Russian President Dmitri Medvedev says his country cannot have normal relations with Ukraine unless there is a leadership change in Kyiv.
Although the Russian president said he sees no prospect of restoring normal ties with Ukraine, he added that he hopes new leadership in Ukraine will significantly improve chances for improving relations between Moscow and Kyiv. Mr. Medvedev spoke to reporters Friday in Russia's Black Sea resort of Sochi, following his talks with visiting German Chancellor Angela Merkel.
The target of Mr. Medvedev's critical comments apparently was Ukraine's President Viktor Yushchenko, who has been at the center of a series of Russian-Ukrainian disputes in recent years. Mr. Yushchenko is seeking re-election in January, but is expected to face an uphill battle.
In Kyiv Friday, Prime Minister Yulia Tymoshenko said Ukraine is ready to develop mutually advantageous ties with its neighbors in the east and in the west. But she added that any foreign interference in Ukrainian affairs would be unacceptable.
Tymoshenko also is seeking the presidency next year, along with former prime minister Viktor Yanukovych, who had strong backing from Moscow and was Mr. Yushchenko's main opponent in the 2004 presidential race.
Earlier this week Mr. Medvedev harshly criticized Mr. Yushchenko in an open letter accusing Ukraine's leaders of what he called "anti-Russian" policies, citing Ukrainian arms sales to Georgia and its efforts for NATO membership.
Mr.
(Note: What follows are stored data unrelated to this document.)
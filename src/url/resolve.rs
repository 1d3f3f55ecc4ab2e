use url::Url;

/// Resolves a link href against the page it was found on
///
/// Returns None if the link should be excluded:
/// - javascript:, mailto:, tel: schemes
/// - data: URIs
/// - Fragment-only links
/// - Invalid URLs
/// - Non-HTTP(S) URLs after resolution
///
/// # Examples
///
/// ```
/// use newsline_crawler::url::resolve_link;
/// use url::Url;
///
/// let base = Url::parse("https://example.com/news/global").unwrap();
/// let resolved = resolve_link("/articles/12", &base).unwrap();
/// assert_eq!(resolved.as_str(), "https://example.com/articles/12");
/// ```
pub fn resolve_link(href: &str, base_url: &Url) -> Option<Url> {
    let href = href.trim();

    if href.is_empty() {
        return None;
    }

    if href.starts_with("javascript:")
        || href.starts_with("mailto:")
        || href.starts_with("tel:")
        || href.starts_with("data:")
    {
        return None;
    }

    // Same page anchors
    if href.starts_with('#') {
        return None;
    }

    match base_url.join(href) {
        Ok(absolute_url) => {
            if absolute_url.scheme() == "http" || absolute_url.scheme() == "https" {
                Some(absolute_url)
            } else {
                None
            }
        }
        Err(_) => None,
    }
}

/// Returns the last non-empty segment of a URL path
///
/// Used to synthesize a title for links that carry no text.
pub fn last_path_segment(url: &Url) -> &str {
    url.path_segments()
        .and_then(|segments| segments.filter(|s| !s.is_empty()).last())
        .unwrap_or("")
}

#[cfg(test)]
mod tests {
    use super::*;

    fn base_url() -> Url {
        Url::parse("https://example.com/news/global").unwrap()
    }

    #[test]
    fn test_resolve_absolute_link() {
        let resolved = resolve_link("https://other.com/articles/1", &base_url()).unwrap();
        assert_eq!(resolved.as_str(), "https://other.com/articles/1");
    }

    #[test]
    fn test_resolve_root_relative_link() {
        let resolved = resolve_link("/articles/1", &base_url()).unwrap();
        assert_eq!(resolved.as_str(), "https://example.com/articles/1");
    }

    #[test]
    fn test_resolve_path_relative_link() {
        let resolved = resolve_link("other", &base_url()).unwrap();
        assert_eq!(resolved.as_str(), "https://example.com/news/other");
    }

    #[test]
    fn test_resolve_trims_whitespace() {
        let resolved = resolve_link("  /articles/5 \n", &base_url()).unwrap();
        assert_eq!(resolved.as_str(), "https://example.com/articles/5");
    }

    #[test]
    fn test_skip_special_schemes() {
        assert!(resolve_link("javascript:void(0)", &base_url()).is_none());
        assert!(resolve_link("mailto:desk@example.com", &base_url()).is_none());
        assert!(resolve_link("tel:+1234567890", &base_url()).is_none());
        assert!(resolve_link("data:text/html,<h1>x</h1>", &base_url()).is_none());
        assert!(resolve_link("ftp://example.com/file", &base_url()).is_none());
    }

    #[test]
    fn test_skip_fragment_and_empty() {
        assert!(resolve_link("#top", &base_url()).is_none());
        assert!(resolve_link("   ", &base_url()).is_none());
    }

    #[test]
    fn test_last_path_segment() {
        let url = Url::parse("https://example.com/articles/3745696").unwrap();
        assert_eq!(last_path_segment(&url), "3745696");

        let url = Url::parse("https://example.com/articles/12/").unwrap();
        assert_eq!(last_path_segment(&url), "12");

        let url = Url::parse("https://example.com/").unwrap();
        assert_eq!(last_path_segment(&url), "");
    }
}
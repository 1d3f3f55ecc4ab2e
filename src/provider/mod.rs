//! Document providers
//!
//! A provider turns URLs into queryable documents. The crawler and the
//! extraction pool only ever talk to the [`DocumentProvider`] and [`Session`]
//! traits:
//! - [`HttpProvider`] fetches server-rendered HTML with reqwest
//! - `BrowserProvider` drives headless Chromium over CDP (`browser` feature)
//!
//! A session is one live connection to the provider. It is expensive to create,
//! owned by exactly one caller at a time, and reused across page loads.

#[cfg(feature = "browser")]
mod browser;
mod http;
#[cfg(test)]
pub(crate) mod scripted;

#[cfg(feature = "browser")]
pub use browser::BrowserProvider;
pub use http::{HttpProvider, HttpSession};

use crate::config::{ProviderConfig, ProviderKind};
use crate::url::{resolve_link, ArticleUrlPattern};
use crate::{ExtractError, ProviderResult};
use async_trait::async_trait;
use scraper::{Html, Selector};
use std::sync::Arc;
use std::time::Duration;
use tokio::time::Instant;
use url::Url;

/// How often a polling wait re-reads the page
const WAIT_POLL_INTERVAL: Duration = Duration::from_millis(250);

/// Factory for document sessions
#[async_trait]
pub trait DocumentProvider: Send + Sync {
    /// Short name used in logs
    fn name(&self) -> &'static str;

    /// Creates a new, exclusively owned session
    ///
    /// Failing here means the provider itself is unavailable, which callers
    /// surface as an operational error rather than an empty result.
    async fn open_session(&self) -> ProviderResult<Box<dyn Session>>;
}

/// One live connection to a document provider
///
/// The session holds at most one loaded document at a time; `open` replaces it.
#[async_trait]
pub trait Session: Send {
    /// Loads `url`, giving up after `timeout`
    async fn open(&mut self, url: &str, timeout: Duration) -> ProviderResult<()>;

    /// Serialized HTML of the currently loaded document
    async fn page_source(&mut self) -> ProviderResult<String>;

    /// Scrolls the viewport to the bottom of the document
    async fn scroll_to_bottom(&mut self) -> ProviderResult<()>;

    /// Current scroll height of the document
    async fn current_height(&mut self) -> ProviderResult<u64>;

    /// Waits until `condition` holds for the loaded document
    ///
    /// Returns `Ok(false)` if the timeout elapses first. The default
    /// implementation polls the page source.
    async fn wait_for(&mut self, condition: &WaitCondition, timeout: Duration) -> ProviderResult<bool> {
        let deadline = Instant::now() + timeout;
        loop {
            let source = self.page_source().await?;
            if condition.is_met(&source) {
                return Ok(true);
            }

            let now = Instant::now();
            if now >= deadline {
                return Ok(false);
            }
            tokio::time::sleep(WAIT_POLL_INTERVAL.min(deadline - now)).await;
        }
    }

    /// Releases the session. Idempotent and infallible.
    async fn close(&mut self);
}

/// Condition a session can wait for
#[derive(Debug, Clone)]
pub enum WaitCondition {
    /// At least one element matches the selector
    Element(Selector),

    /// At least one anchor resolves to an article URL
    ArticleLink {
        base: Url,
        pattern: ArticleUrlPattern,
        anchors: Selector,
    },
}

impl WaitCondition {
    /// Waits for an element matching `css`
    pub fn element(css: &str) -> Result<Self, ExtractError> {
        Ok(Self::Element(parse_selector(css)?))
    }

    /// Waits for an anchor pointing at an article
    pub fn article_link(base: Url, pattern: ArticleUrlPattern) -> Result<Self, ExtractError> {
        Ok(Self::ArticleLink {
            base,
            pattern,
            anchors: parse_selector("a[href]")?,
        })
    }

    /// Evaluates the condition against a serialized document
    pub fn is_met(&self, source: &str) -> bool {
        let document = Html::parse_document(source);
        match self {
            Self::Element(selector) => document.select(selector).next().is_some(),
            Self::ArticleLink {
                base,
                pattern,
                anchors,
            } => document.select(anchors).any(|anchor| {
                anchor
                    .value()
                    .attr("href")
                    .and_then(|href| resolve_link(href, base))
                    .map_or(false, |url| pattern.matches(url.as_str()))
            }),
        }
    }
}

/// Compiles a CSS selector, keeping the offending text in the error
pub(crate) fn parse_selector(css: &str) -> Result<Selector, ExtractError> {
    Selector::parse(css).map_err(|e| ExtractError::Selector {
        selector: css.to_string(),
        message: format!("{:?}", e),
    })
}

/// Builds the provider selected in the configuration
pub fn build_provider(config: &ProviderConfig) -> ProviderResult<Arc<dyn DocumentProvider>> {
    match config.kind {
        ProviderKind::Http => Ok(Arc::new(HttpProvider::new(config.clone()))),
        #[cfg(feature = "browser")]
        ProviderKind::Browser => Ok(Arc::new(BrowserProvider::new(config.clone()))),
        #[cfg(not(feature = "browser"))]
        ProviderKind::Browser => Err(crate::ProviderError::Launch(
            "Browser support not compiled. Rebuild with: cargo build --features browser"
                .to_string(),
        )),
    }
}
Yushchenko rejected the Russian leader's accusations, saying his country's ties with Georgia are in line with international law and urged the Kremlin to respect Ukraine's sovereign right to join NATO.
In his criticism, Mr. Medvedev accused Ukrainian authorities of efforts to exclude the Russian language from Ukraine's news media and schools. He also again criticized Ukraine's efforts to have the world recognize as genocide the Ukrainian famine of the the 1930s, engeineered by Soviet dictator Josef Stalin.
Some information for this report was provided by AFP and Reuters.